### PROBLEM REQUIREMENTS
Would you output each record exactly as it stands?

---- DATA SUPPLIED

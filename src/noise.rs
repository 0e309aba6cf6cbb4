//! Camera noise applied to rendered photon histograms.

use ndarray::Array2;
use rand::Rng;
use rand_distr::{Distribution, Normal, Poisson};
use serde::{Deserialize, Serialize};

use crate::error::{Result, SimulationError};

/// Noise model selection for the renderer.
#[derive(Debug, Clone, Copy, Default, PartialEq, Serialize, Deserialize)]
#[serde(tag = "kind", rename_all = "lowercase")]
pub enum NoiseModel {
    /// Shot noise plus background, rate given by the background level
    #[default]
    Poisson,
    /// Additive Gaussian read noise with mean at the background level
    Gaussian { sigma: f64 },
}

impl NoiseModel {
    /// Apply this model with the given background level.
    pub fn apply<R: Rng + ?Sized>(
        &self,
        image: &Array2<f64>,
        background: f64,
        rng: &mut R,
    ) -> Result<Array2<f64>> {
        match *self {
            NoiseModel::Poisson => Ok(noisy_p(image, background, rng)),
            NoiseModel::Gaussian { sigma } => noisy(image, background, sigma, rng),
        }
    }
}

/// Add i.i.d. Gaussian noise `N(mu, sigma)` to every pixel, clamping at zero.
pub fn noisy<R: Rng + ?Sized>(
    image: &Array2<f64>,
    mu: f64,
    sigma: f64,
    rng: &mut R,
) -> Result<Array2<f64>> {
    let normal = Normal::new(mu, sigma).map_err(SimulationError::distribution)?;
    Ok(image.mapv(|value| (value + normal.sample(rng)).max(0.0)))
}

/// Add i.i.d. Poisson noise with rate `mu` to every pixel.
///
/// A nonpositive rate adds nothing, since the sampler rejects it.
pub fn noisy_p<R: Rng + ?Sized>(image: &Array2<f64>, mu: f64, rng: &mut R) -> Array2<f64> {
    match poisson_or_zero(mu) {
        Some(poisson) => image.mapv(|value| value + poisson.sample(rng)),
        None => image.clone(),
    }
}

/// Poisson distribution for `lambda`, or `None` where the draw is always zero.
pub(crate) fn poisson_or_zero(lambda: f64) -> Option<Poisson<f64>> {
    if lambda.is_finite() && lambda > 0.0 {
        Poisson::new(lambda).ok()
    } else {
        None
    }
}

/// Draw a Poisson count with a clamped rate.
pub(crate) fn poisson_draw<R: Rng + ?Sized>(lambda: f64, rng: &mut R) -> u64 {
    match poisson_or_zero(lambda) {
        Some(poisson) => poisson.sample(rng) as u64,
        None => 0,
    }
}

--------

### TASK ANSWER
filename src/noise.rs
repository 0e309aba6cf6cbb4
//! Camera noise applied to rendered photon histograms.

use ndarray::Array2;
use rand::Rng;
use rand_distr::{Distribution, Normal, Poisson};
use serde::{Deserialize, Serialize};

use crate::error::{Result, SimulationError};

/// Noise model selection for the renderer.
#[derive(Debug, Clone, Copy, Default, PartialEq, Serialize, Deserialize)]
#[serde(tag = "kind", rename_all = "lowercase")]
pub enum NoiseModel {
    /// Shot noise plus background, rate given by the background level
    #[default]
    Poisson,
    /// Additive Gaussian read noise with mean at the background level
    Gaussian { sigma: f64 },
}

impl NoiseModel {
    /// Apply this model with the given background level.
    pub fn apply<R: Rng + ?Sized>(
        &self,
        image: &Array2<f64>,
        background: f64,
        rng: &mut R,
    ) -> Result<Array2<f64>> {
        match *self {
            NoiseModel::Poisson => Ok(noisy_p(image, background, rng)),
            NoiseModel::Gaussian { sigma } => noisy(image, background, sigma, rng),
        }
    }
}

/// Add i.i.d. Gaussian noise `N(mu, sigma)` to every pixel, clamping at zero.
pub fn noisy<R: Rng + ?Sized>(
    image: &Array2<f64>,
    mu: f64,
    sigma: f64,
    rng: &mut R,
) -> Result<Array2<f64>> {
    let normal = Normal::new(mu, sigma).map_err(SimulationError::distribution)?;
    Ok(image.mapv(|value| (value + normal.sample(rng)).max(0.0)))
}

/// Add i.i.d. Poisson noise with rate `mu` to every pixel.
///
/// A nonpositive rate adds nothing, since the sampler rejects it.
pub fn noisy_p<R: Rng + ?Sized>(image: &Array2<f64>, mu: f64, rng: &mut R) -> Array2<f64> {
    match poisson_or_zero(mu) {
        Some(poisson) => image.mapv(|value| value + poisson.sample(rng)),
        None => image.clone(),
    }
}

/// Poisson distribution for `lambda`, or `None` where the draw is always zero.
pub(crate) fn poisson_or_zero(lambda: f64) -> Option<Poisson<f64>> {
    if lambda.is_finite() && lambda > 0.0 {
        Poisson::new(lambda).ok()
    } else {
        None
    }
}

/// Draw a Poisson count with a clamped rate.
pub(crate) fn poisson_draw<R: Rng + ?Sized>(lambda: f64, rng: &mut R) -> u64 {
    match poisson_or_zero(lambda) {
        Some(poisson) => poisson.sample(rng) as u64,
        None => 0,
    }
}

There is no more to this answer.